N° 34. SATURDAY, DECEMBER 9, 1758.

To illustrate one thing by its resemblance to another, has been always the most popular and efficacious art of instruction. There is indeed no other method of teaching that of which any one is ignorant, but by means of something already known; and a mind so enlarged by contemplation and inquiry, that it has always many objects within its view, will seldom be long without some near and familiar image through which an easy transition may be made to truths more distant and obscure.

Of the parallels which have been drawn by wit and curiosity, some are literal and real, as between poetry and painting, two arts which pursue the same end, by the operation of the same mental faculties, and which differ only as the one represents things by marks permanent and natural, the other by signs accidental and arbitrary. The one therefore is more easily and generally understood, since similitude of form is immediately perceived; the other is capable of conveying more ideas; for men have thought and spoken of many things which they do not see.

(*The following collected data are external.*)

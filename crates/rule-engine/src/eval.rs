use std::borrow::Cow;

use http_assembler::Request;

use crate::script::{Expr, Field, Operand, Program, Stmt};

/// A runtime failure inside one rule. The rule contributes no verdict and no
/// tags; evaluation of the remaining rules continues.
#[derive(Debug, thiserror::Error)]
pub enum EvalError {
    #[error("type mismatch: {0}")]
    TypeMismatch(&'static str),
}

/// Verdict recorded by a single rule, before cross-rule merging.
#[derive(Debug, Clone, Copy, PartialEq, Eq)]
pub(crate) enum RuleVerdict {
    Accept,
    Drop,
}

/// What one rule contributed for one request.
#[derive(Debug, Default)]
pub(crate) struct RuleOutcome {
    /// Last `accept()`/`drop()` call wins; `None` when neither ran.
    pub verdict: Option<RuleVerdict>,
    pub tags: Vec<String>,
}

/// Execute a compiled rule script against a request.
///
/// `drop()` also records a tag equal to the rule's own name, so every block
/// is attributable to its origin rule.
pub(crate) fn run(
    program: &Program,
    request: &Request,
    rule_name: &str,
) -> Result<RuleOutcome, EvalError> {
    let mut outcome = RuleOutcome::default();
    exec(&program.stmts, request, rule_name, &mut outcome)?;
    Ok(outcome)
}

fn exec(
    stmts: &[Stmt],
    request: &Request,
    rule_name: &str,
    outcome: &mut RuleOutcome,
) -> Result<(), EvalError> {
    for stmt in stmts {
        match stmt {
            Stmt::Accept => outcome.verdict = Some(RuleVerdict::Accept),
            Stmt::Drop => {
                outcome.verdict = Some(RuleVerdict::Drop);
                outcome.tags.push(rule_name.to_string());
            }
            Stmt::Mark(tag) => outcome.tags.push(tag.clone()),
            Stmt::If { cond, body } => {
                if eval_expr(cond, request)? {
                    exec(body, request, rule_name, outcome)?;
                }
            }
        }
    }
    Ok(())
}

enum Value<'a> {
    Str(Cow<'a, str>),
    Int(i64),
}

fn operand<'a>(op: &'a Operand, request: &'a Request) -> Value<'a> {
    match op {
        Operand::Str(s) => Value::Str(Cow::Borrowed(s)),
        Operand::Int(n) => Value::Int(*n),
        Operand::Field(field) => field_value(field, request),
    }
}

fn field_value<'a>(field: &'a Field, request: &'a Request) -> Value<'a> {
    match field {
        Field::Method => Value::Str(Cow::Borrowed(&request.method)),
        Field::Path => Value::Str(Cow::Borrowed(&request.path)),
        Field::Version => Value::Str(Cow::Borrowed(&request.version)),
        Field::Body => Value::Str(request.body_text()),
        Field::ClientIp => Value::Str(match request.client_ip {
            Some(ip) => Cow::Owned(ip.to_string()),
            None => Cow::Borrowed(""),
        }),
        Field::Port => Value::Int(i64::from(request.destination_port)),
        Field::Header(name) => Value::Str(Cow::Borrowed(request.header(name).unwrap_or(""))),
    }
}

fn eval_expr(expr: &Expr, request: &Request) -> Result<bool, EvalError> {
    match expr {
        Expr::And(left, right) => Ok(eval_expr(left, request)? && eval_expr(right, request)?),
        Expr::Or(left, right) => Ok(eval_expr(left, request)? || eval_expr(right, request)?),
        Expr::Not(inner) => Ok(!eval_expr(inner, request)?),
        Expr::Eq(left, right) => values_equal(left, right, request),
        Expr::Ne(left, right) => Ok(!values_equal(left, right, request)?),
        Expr::Contains(left, right) => {
            match (operand(left, request), operand(right, request)) {
                (Value::Str(haystack), Value::Str(needle)) => {
                    Ok(haystack.contains(needle.as_ref()))
                }
                _ => Err(EvalError::TypeMismatch("'contains' needs two strings")),
            }
        }
        Expr::Matches(subject, regex) => match operand(subject, request) {
            Value::Str(text) => Ok(regex.is_match(&text)),
            Value::Int(_) => Err(EvalError::TypeMismatch("'matches' needs a string subject")),
        },
    }
}

fn values_equal(left: &Operand, right: &Operand, request: &Request) -> Result<bool, EvalError> {
    match (operand(left, request), operand(right, request)) {
        (Value::Str(a), Value::Str(b)) => Ok(a == b),
        (Value::Int(a), Value::Int(b)) => Ok(a == b),
        _ => Err(EvalError::TypeMismatch(
            "'==' and '!=' need two strings or two integers",
        )),
    }
}

#[cfg(test)]
mod tests {
    use super::*;
    use crate::script::parse;

    fn req(path: &str, port: u16) -> Request {
        Request {
            method: "GET".to_string(),
            path: path.to_string(),
            version: "1.1".to_string(),
            destination_port: port,
            ..Request::default()
        }
    }

    fn outcome(source: &str, request: &Request) -> RuleOutcome {
        let program = parse(source).expect("script should parse");
        run(&program, request, "test_rule").expect("script should evaluate")
    }

    #[test]
    fn bare_drop_sets_verdict_and_auto_tag() {
        let out = outcome("drop()", &req("/", 80));
        assert_eq!(out.verdict, Some(RuleVerdict::Drop));
        assert_eq!(out.tags, vec!["test_rule"]);
    }

    #[test]
    fn mark_does_not_touch_verdict() {
        let out = outcome("mark(\"seen\")", &req("/", 80));
        assert_eq!(out.verdict, None);
        assert_eq!(out.tags, vec!["seen"]);
    }

    #[test]
    fn last_verdict_call_wins() {
        let out = outcome("drop()\naccept()", &req("/", 80));
        assert_eq!(out.verdict, Some(RuleVerdict::Accept));
        // The auto-tag from the earlier drop() call survives.
        assert_eq!(out.tags, vec!["test_rule"]);
    }

    #[test]
    fn condition_gates_the_body() {
        let src = "if path contains \"bad\" { drop() }";
        assert_eq!(outcome(src, &req("/bad", 80)).verdict, Some(RuleVerdict::Drop));
        assert_eq!(outcome(src, &req("/good", 80)).verdict, None);
    }

    #[test]
    fn port_compares_as_integer() {
        let src = "if port == 8080 { mark(\"svc\") }";
        assert_eq!(outcome(src, &req("/", 8080)).tags, vec!["svc"]);
        assert!(outcome(src, &req("/", 9090)).tags.is_empty());
    }

    #[test]
    fn regex_match_on_path() {
        let src = "if path matches \"^/api/v[0-9]+\" { mark(\"api\") }";
        assert_eq!(outcome(src, &req("/api/v1/users", 80)).tags, vec!["api"]);
        assert!(outcome(src, &req("/home", 80)).tags.is_empty());
    }

    #[test]
    fn header_lookup_is_exact_key_and_defaults_empty() {
        let mut request = req("/", 80);
        request
            .headers
            .insert("User-Agent".to_string(), "curl/8".to_string());
        let hit = outcome("if header(\"User-Agent\") contains \"curl\" { drop() }", &request);
        assert_eq!(hit.verdict, Some(RuleVerdict::Drop));
        let miss = outcome("if header(\"user-agent\") == \"\" { mark(\"absent\") }", &request);
        assert_eq!(miss.tags, vec!["absent"]);
    }

    #[test]
    fn client_ip_compares_as_string() {
        let mut request = req("/", 80);
        request.client_ip = Some("10.0.0.9".parse().unwrap());
        let out = outcome("if client_ip == \"10.0.0.9\" { drop() }", &request);
        assert_eq!(out.verdict, Some(RuleVerdict::Drop));
    }

    #[test]
    fn boolean_operators_combine() {
        let src = "if method == \"GET\" and (path contains \"/a\" or path contains \"/b\") { mark(\"hit\") }";
        assert_eq!(outcome(src, &req("/b/x", 80)).tags, vec!["hit"]);
        assert!(outcome(src, &req("/c", 80)).tags.is_empty());
    }

    #[test]
    fn type_mismatch_is_an_eval_error() {
        let program = parse("if port == \"8080\" { drop() }").unwrap();
        let err = run(&program, &req("/", 8080), "r").unwrap_err();
        assert!(matches!(err, EvalError::TypeMismatch(_)));
    }

    #[test]
    fn body_is_visible_as_lossy_text() {
        let mut request = req("/", 80);
        request.body = b"login=admin".to_vec();
        let out = outcome("if body contains \"admin\" { mark(\"admin\") }", &request);
        assert_eq!(out.tags, vec!["admin"]);
    }
}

Other parallels are fortuitous and fanciful, yet

these have sometimes been extended to many particulars of resemblance by a lucky concurrence of diligence and chance. The animal body is composed of many members, united under the direction of one mind; any number of individuals, connected for some common purpose, is therefore called a body. From this participation of the same appellation arose the comparison of the body natural and body politic, of which, how far soever it has been deduced, no end has hitherto been found.

In these imaginary similitudes, the same word is used at once in its primitive and metaphorical sense. Thus health, ascribed to the body natural, is opposed to sickness; but attributed to the body politic'stands as contrary to adversity. These parallels, therefore, have more of genius, but less of truth; they often please, but they never convince.

Of this kind is a curious speculation frequently indulged by a philosopher of my acquaintance, who had discovered, that the qualities requisite to conversation are very exactly represented by a bowl of punch.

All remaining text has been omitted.